However, this is built on the assumption that the offset read so far
within the SKB is smaller than the SKB length. If this assumption is
violated, we can attempt to read an invalid frags array element, which
would cause a fault.
tcp_recv_skb() can cause such an SKB to be returned when the TCP FIN
flag is set. Therefore, we must guard against this occurrence inside
skb_advance_frag().
One way that we can reproduce this error follows:
1) In a receiver program, call getsockopt(TCP_ZEROCOPY_RECEIVE) with:
char some_array[32 * 1024];
struct tcp_zerocopy_receive zc = {
.copybuf_address = (__u64) &some_array[0],
.copybuf_len = 32 * 1024,
};
2) In a sender program, after a TCP handshake, send the following
sequence of packets:
i) Seq = [X, X+4000]
ii) Seq = [X+4000, X+5000]
iii) Seq = [X+4000, X+5000], Flags = FIN | URG, urgptr=1000
(This can happen without URG, if we have a signal pending, but URG is
a convenient way to reproduce the behaviour).
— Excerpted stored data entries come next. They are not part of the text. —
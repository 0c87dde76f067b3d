//! Pipeline coordinator
//!
//! Orchestrates the four run modes: enqueue (incremental select into the
//! tracking store, then submit if the threshold is met), submit (deliver
//! everything pending), resubmit (regenerate and redeliver the full
//! holdings), and export (one-shot source-to-FTP run). Each mode is a
//! run-to-completion sequence; re-entrancy is the external scheduler's
//! responsibility.

use crate::adapters::ftp::FtpDelivery;
use crate::adapters::mail::Notifier;
use crate::adapters::source::SourceClient;
use crate::adapters::tracking::TrackingStore;
use crate::config::{LinkoutConfig, SubmissionConfig};
use crate::core::linkset::{page_filename, LinkSetBuilder, RunStamp};
use crate::core::page::pages;
use crate::core::select::{exclude_tracked, threshold_met};
use crate::domain::{LinkoutError, PublicationRecord, Result, TrackingEntry};
use std::path::PathBuf;

/// How a pipeline run ended
#[derive(Debug, Clone, Copy, PartialEq, Eq)]
pub enum RunOutcome {
    /// The run did its work
    Completed,
    /// Early exit with nothing to act on (not an error)
    NothingToDo,
}

/// What a pipeline run accomplished
#[derive(Debug)]
pub struct RunSummary {
    pub outcome: RunOutcome,
    /// New tracking entries inserted this run
    pub new_entries: u64,
    /// Pending entries after any inserts
    pub pending: u64,
    /// Records covered by the generated resource files
    pub records: usize,
    /// Base filenames of the generated resource files
    pub files: Vec<String>,
    /// Whether files were actually uploaded (false for dry runs and
    /// below-threshold enqueues)
    pub uploaded: bool,
}

impl RunSummary {
    fn nothing_to_do() -> Self {
        Self {
            outcome: RunOutcome::NothingToDo,
            new_entries: 0,
            pending: 0,
            records: 0,
            files: Vec::new(),
            uploaded: false,
        }
    }
}

/// One generated resource file, ready for delivery
struct GeneratedPage {
    path: PathBuf,
    filename: String,
    item_ids: Vec<String>,
}

/// The linkout pipeline
pub struct Pipeline {
    source: SourceClient,
    tracking: TrackingStore,
    ftp: FtpDelivery,
    notifier: Option<Notifier>,
    builder: LinkSetBuilder,
    submission: SubmissionConfig,
    dry_run: bool,
}

impl Pipeline {
    /// Builds the pipeline and connects both database pools
    pub async fn new(config: LinkoutConfig) -> Result<Self> {
        let builder = LinkSetBuilder::new(config.linkset.clone(), config.source.strip_prefix_len);
        let ftp = FtpDelivery::new(&config.ftp);
        let notifier = Notifier::from_config(&config.email)?;
        let submission = config.submission.clone();
        let dry_run = config.application.dry_run;

        let source = SourceClient::new(config.source).await?;
        let tracking = TrackingStore::new(config.tracking).await?;

        // Idempotent: CREATE IF NOT EXISTS throughout
        tracking.ensure_schema().await?;

        Ok(Self {
            source,
            tracking,
            ftp,
            notifier,
            builder,
            submission,
            dry_run,
        })
    }

    /// Verifies both databases answer before any work starts
    pub async fn check_connections(&self) -> Result<()> {
        self.source.test_connection().await?;
        self.tracking.test_connection().await?;
        Ok(())
    }

    /// Incremental enqueue: select new records, track them, and submit
    /// once enough entries have accumulated
    pub async fn run_enqueue(&self, no_submit: bool) -> Result<RunSummary> {
        let qualifying = self.source.fetch_qualifying_records().await?;
        let tracked = self.tracking.tracked_ids().await?;
        let new_records = exclude_tracked(qualifying, &tracked);

        if new_records.is_empty() {
            tracing::info!("No new qualifying records found");
            return Ok(RunSummary::nothing_to_do());
        }

        if self.dry_run {
            // Nothing was inserted, so the pending query cannot see the new
            // records; report the would-be state directly instead of routing
            // through submit_pending
            let pending_before = self.tracking.pending_count().await?;
            let (pending, would_submit) =
                preview_decision(pending_before, new_records.len(), self.submission.threshold);
            tracing::info!(
                count = new_records.len(),
                pending,
                would_submit = would_submit && !no_submit,
                "Dry run: skipping tracking insert and submission"
            );
            return Ok(RunSummary {
                outcome: RunOutcome::Completed,
                new_entries: new_records.len() as u64,
                pending,
                records: 0,
                files: Vec::new(),
                uploaded: false,
            });
        }

        let new_entries = self.tracking.insert_new(&new_records).await?;
        let pending = self.tracking.pending_count().await?;

        if no_submit {
            tracing::info!(pending, "Enqueue complete, submission skipped");
            return Ok(RunSummary {
                outcome: RunOutcome::Completed,
                new_entries,
                pending,
                records: 0,
                files: Vec::new(),
                uploaded: false,
            });
        }

        if !threshold_met(pending, self.submission.threshold) {
            tracing::info!(
                pending,
                threshold = self.submission.threshold,
                "Below submission threshold, holding entries for a later run"
            );
            return Ok(RunSummary {
                outcome: RunOutcome::Completed,
                new_entries,
                pending,
                records: 0,
                files: Vec::new(),
                uploaded: false,
            });
        }

        let mut summary = self.submit_pending().await?;
        summary.new_entries = new_entries;
        Ok(summary)
    }

    /// Submit everything pending in the tracking store
    pub async fn run_submit(&self) -> Result<RunSummary> {
        self.submit_pending().await
    }

    /// Regenerate and redeliver resource files for the full holdings
    ///
    /// PubMed treats resubmission as a replace-by-id, so redelivering
    /// already-submitted links is safe; any entries still pending get
    /// marked submitted along the way.
    pub async fn run_resubmit(&self) -> Result<RunSummary> {
        let entries = self.tracking.all_entries().await?;
        if entries.is_empty() {
            tracing::info!("Tracking store is empty, nothing to resubmit");
            return Ok(RunSummary::nothing_to_do());
        }

        let records: Vec<PublicationRecord> = entries.into_iter().map(entry_to_record).collect();
        self.deliver(records, true).await
    }

    /// One-shot export from the source database straight to the FTP drop
    ///
    /// With `incremental`, only untracked records are exported and the
    /// exported records are inserted into the tracking store after the
    /// upload completes.
    pub async fn run_export(&self, incremental: bool) -> Result<RunSummary> {
        let mut records = self.source.fetch_qualifying_records().await?;

        if incremental {
            let tracked = self.tracking.tracked_ids().await?;
            records = exclude_tracked(records, &tracked);
        }

        if records.is_empty() {
            tracing::info!("No qualifying records to export");
            return Ok(RunSummary::nothing_to_do());
        }

        if incremental && !self.dry_run {
            // Delivery marks these submitted once the upload completes
            let mut summary = self.deliver_with_insert(records).await?;
            summary.outcome = RunOutcome::Completed;
            return Ok(summary);
        }

        self.deliver(records, false).await
    }

    async fn submit_pending(&self) -> Result<RunSummary> {
        let entries = self.tracking.pending_entries().await?;
        if entries.is_empty() {
            tracing::info!("No pending entries to submit");
            return Ok(RunSummary::nothing_to_do());
        }

        let records: Vec<PublicationRecord> = entries.into_iter().map(entry_to_record).collect();
        self.deliver(records, true).await
    }

    async fn deliver_with_insert(&self, records: Vec<PublicationRecord>) -> Result<RunSummary> {
        let generated = self.generate_pages(&records)?;
        self.upload(&generated).await?;
        self.tracking.insert_new(&records).await?;
        self.mark_pages_submitted(&generated).await?;
        self.notify(&generated, records.len()).await;

        Ok(RunSummary {
            outcome: RunOutcome::Completed,
            new_entries: records.len() as u64,
            pending: self.tracking.pending_count().await?,
            records: records.len(),
            files: generated.into_iter().map(|p| p.filename).collect(),
            uploaded: true,
        })
    }

    /// Generates, uploads, and (when `mark` is set) acknowledges a batch
    async fn deliver(&self, records: Vec<PublicationRecord>, mark: bool) -> Result<RunSummary> {
        let generated = self.generate_pages(&records)?;

        if self.dry_run {
            tracing::info!(
                files = generated.len(),
                records = records.len(),
                "Dry run: resource files written, skipping upload"
            );
            return Ok(RunSummary {
                outcome: RunOutcome::Completed,
                new_entries: 0,
                pending: 0,
                records: records.len(),
                files: generated.into_iter().map(|p| p.filename).collect(),
                uploaded: false,
            });
        }

        self.upload(&generated).await?;

        if mark {
            self.mark_pages_submitted(&generated).await?;
        }

        self.notify(&generated, records.len()).await;

        let pending = self.tracking.pending_count().await?;
        Ok(RunSummary {
            outcome: RunOutcome::Completed,
            new_entries: 0,
            pending,
            records: records.len(),
            files: generated.into_iter().map(|p| p.filename).collect(),
            uploaded: true,
        })
    }

    /// Writes one resource file per page into a fresh per-run directory
    fn generate_pages(&self, records: &[PublicationRecord]) -> Result<Vec<GeneratedPage>> {
        let stamp = RunStamp::now();
        let run_dir = PathBuf::from(&self.submission.output_dir).join(stamp.run_dir_name());
        std::fs::create_dir_all(&run_dir).map_err(|e| {
            LinkoutError::Io(format!(
                "Failed to create output directory {}: {}",
                run_dir.display(),
                e
            ))
        })?;

        let paged = pages(records, self.submission.page_size);
        let total = paged.len();
        let date = stamp.date();

        let mut generated = Vec::with_capacity(total);
        for (index, page) in paged.into_iter().enumerate() {
            let filename = page_filename(&date, &self.submission.filename_stub, index, total);
            let path = run_dir.join(&filename);

            let document = self.builder.render_page(page)?;
            std::fs::write(&path, document).map_err(|e| {
                LinkoutError::Io(format!("Failed to write {}: {}", path.display(), e))
            })?;

            tracing::info!(file = %filename, records = page.len(), "Wrote resource file");

            generated.push(GeneratedPage {
                path,
                filename,
                item_ids: page.iter().map(|r| r.item_id.as_str().to_string()).collect(),
            });
        }

        Ok(generated)
    }

    async fn upload(&self, generated: &[GeneratedPage]) -> Result<()> {
        // Readiness check in place of the original fixed pre-upload delay
        self.tracking.test_connection().await?;

        let paths: Vec<PathBuf> = generated.iter().map(|p| p.path.clone()).collect();
        self.ftp.deliver(paths).await?;
        Ok(())
    }

    async fn mark_pages_submitted(&self, generated: &[GeneratedPage]) -> Result<()> {
        for page in generated {
            self.tracking
                .mark_submitted(&page.item_ids, &page.filename)
                .await?;
        }
        Ok(())
    }

    async fn notify(&self, generated: &[GeneratedPage], record_count: usize) {
        let Some(notifier) = &self.notifier else {
            return;
        };

        let filenames: Vec<String> = generated.iter().map(|p| p.filename.clone()).collect();
        if let Err(e) = notifier.send_submission_notice(&filenames, record_count).await {
            tracing::warn!(error = %e, "Notification email failed, run result unaffected");
        }
    }
}

fn entry_to_record(entry: TrackingEntry) -> PublicationRecord {
    PublicationRecord::new(entry.item_id, entry.pmid)
}

/// Pending count and submission decision an enqueue would reach after
/// inserting `new_count` entries onto `pending_before` already pending
fn preview_decision(pending_before: u64, new_count: usize, threshold: u64) -> (u64, bool) {
    let pending = pending_before + new_count as u64;
    (pending, threshold_met(pending, threshold))
}

#[cfg(test)]
mod tests {
    use super::*;
    use test_case::test_case;

    #[test_case(0, 50, 10 => (50, true) ; "new records alone clear the threshold on an empty store")]
    #[test_case(950, 49, 1000 => (999, false) ; "one short of the threshold holds")]
    #[test_case(950, 50, 1000 => (1000, true) ; "exactly at the threshold submits")]
    #[test_case(0, 1, 1000 => (1, false) ; "single record stays well below")]
    fn test_preview_decision(pending_before: u64, new_count: usize, threshold: u64) -> (u64, bool) {
        preview_decision(pending_before, new_count, threshold)
    }

    #[test]
    fn test_preview_decision_counts_uninserted_records() {
        // New records found this run must count toward the preview even
        // though they were never written to the tracking store
        let (pending, would_submit) = preview_decision(0, 50, 10);
        assert_eq!(pending, 50);
        assert!(would_submit);
    }

    #[test]
    fn test_nothing_to_do_summary_is_empty() {
        let summary = RunSummary::nothing_to_do();
        assert_eq!(summary.outcome, RunOutcome::NothingToDo);
        assert_eq!(summary.new_entries, 0);
        assert!(summary.files.is_empty());
        assert!(!summary.uploaded);
    }
}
In this case, the following event sequence will occur on the receiver:
tcp_zerocopy_receive():
-> receive_fallback_to_copy() // copybuf_len >= inq
-> tcp_recvmsg_locked() // reads 5000 bytes, then breaks due to URG
-> tcp_recv_skb() // yields skb with skb->len == offset
-> tcp_zerocopy_set_hint_for_skb()
-> skb_advance_to_frag() // will returns a frags ptr. >= nr_frags
-> find_next_mappable_frag() // will dereference this bad frags ptr.
With this patch, skb_advance_to_frag() will no longer return an
invalid frags pointer, and will return NULL instead, fixing the issue.
Signed-off-by: Arjun Roy <arjunroy@google.com>
Signed-off-by: Eric Dumazet <edumazet@google.com>
Fixes: 05255b823a61 ("tcp: add TCP_ZEROCOPY_RECEIVE support for zerocopy receive")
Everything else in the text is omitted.